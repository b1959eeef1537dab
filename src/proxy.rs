//! The model proxy endpoint.
//!
//! Holds the hosted-model credential server-side and forwards the
//! conversation upstream, normalizing the provider-native response shape
//! to `{reply}` / `{error}`. The credential comes from the environment
//! only; nothing a client sends can supply or override it.

use std::time::Duration;

use actix_web::http::StatusCode;
use actix_web::{web, HttpResponse};
use reqwest::Client;
use serde::Deserialize;
use serde_json::{json, Value};

use crate::conversation::Role;
use crate::remote::WireMessage;

/// Fixed persona injected as the system instruction on every upstream call.
const PERSONA: &str = "you are cael, the quiet and minimal ai assistant for \
carlwyne's portfolio. his projects are sonder (a quiet space for unseen \
words) and embers (a sittable fire for strangers). your tone is always \
lowercase, atmospheric, and brief. never use emoji. you speak in short \
sentences and keep the lowercase intentional vibe.";

const UPSTREAM_TIMEOUT: Duration = Duration::from_secs(30);

#[derive(Debug, Clone)]
pub struct UpstreamConfig {
    /// Chat-completion endpoint of the hosted model.
    pub endpoint: String,
    /// Name of the environment variable holding the API key.
    pub api_key_env: String,
}

pub struct ProxyState {
    client: Client,
    config: UpstreamConfig,
}

impl ProxyState {
    pub fn new(config: UpstreamConfig) -> anyhow::Result<Self> {
        let client = Client::builder().timeout(UPSTREAM_TIMEOUT).build()?;
        Ok(Self { client, config })
    }

    fn api_key(&self) -> Option<String> {
        std::env::var(&self.config.api_key_env)
            .ok()
            .map(|k| k.trim().to_string())
            .filter(|k| !k.is_empty())
    }
}

/// Accepts both client variants: the full conversation or a bare message.
#[derive(Debug, Deserialize)]
pub struct ProxyRequest {
    #[serde(default)]
    pub messages: Option<Vec<WireMessage>>,
    #[serde(default)]
    pub message: Option<String>,
}

/// Normalize the request into upstream contents. `None` when the request
/// carries nothing to say.
pub fn contents_from_request(req: &ProxyRequest) -> Option<Vec<WireMessage>> {
    if let Some(messages) = &req.messages {
        if !messages.is_empty() {
            return Some(messages.clone());
        }
    }
    req.message
        .as_deref()
        .map(str::trim)
        .filter(|m| !m.is_empty())
        .map(|m| vec![WireMessage::new(Role::User, m)])
}

pub fn build_upstream_body(contents: &[WireMessage]) -> Value {
    json!({
        "contents": contents,
        "systemInstruction": { "parts": [{ "text": PERSONA }] }
    })
}

/// Pull the reply text out of the provider-native response shape.
pub fn extract_candidate_text(body: &Value) -> Option<String> {
    body["candidates"][0]["content"]["parts"][0]["text"]
        .as_str()
        .map(|t| t.trim().to_string())
        .filter(|t| !t.is_empty())
}

/// `POST /api/model`.
pub async fn handle(state: web::Data<ProxyState>, req: web::Json<ProxyRequest>) -> HttpResponse {
    let Some(contents) = contents_from_request(&req) else {
        return HttpResponse::BadRequest().json(json!({ "error": "empty conversation" }));
    };
    let Some(api_key) = state.api_key() else {
        log::error!(
            "model proxy has no credential: {} is unset",
            state.config.api_key_env
        );
        return HttpResponse::InternalServerError()
            .json(json!({ "error": "api key not configured" }));
    };

    let body = build_upstream_body(&contents);
    let response = match state
        .client
        .post(&state.config.endpoint)
        .query(&[("key", api_key.as_str())])
        .json(&body)
        .send()
        .await
    {
        Ok(response) => response,
        Err(err) => {
            log::error!("model proxy upstream call failed: {}", err);
            return HttpResponse::InternalServerError()
                .json(json!({ "error": "failed to reach model service" }));
        }
    };

    let status = response.status();
    let payload: Value = response.json().await.unwrap_or(Value::Null);

    if !status.is_success() {
        log::warn!("upstream responded with {}: {}", status, payload);
        let passthrough =
            StatusCode::from_u16(status.as_u16()).unwrap_or(StatusCode::INTERNAL_SERVER_ERROR);
        return HttpResponse::build(passthrough).json(json!({
            "error": format!("upstream responded with {}", status.as_u16()),
            "details": payload,
        }));
    }

    match extract_candidate_text(&payload) {
        Some(reply) => HttpResponse::Ok().json(json!({ "reply": reply })),
        None => {
            log::error!("unexpected upstream response shape: {}", payload);
            HttpResponse::InternalServerError()
                .json(json!({ "error": "unexpected response from model service" }))
        }
    }
}

/// Anything but POST on the proxy path.
pub async fn method_not_allowed() -> HttpResponse {
    HttpResponse::MethodNotAllowed().json(json!({ "error": "method not allowed" }))
}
---
Exercise requirements =>
Note down each line above where the word "Value" occurs.

Task solution =>
use serde_json::{json, Value};
pub fn build_upstream_body(contents: &[WireMessage]) -> Value {
pub fn extract_candidate_text(body: &Value) -> Option<String> {
    let payload: Value = response.json().await.unwrap_or(Value::Null);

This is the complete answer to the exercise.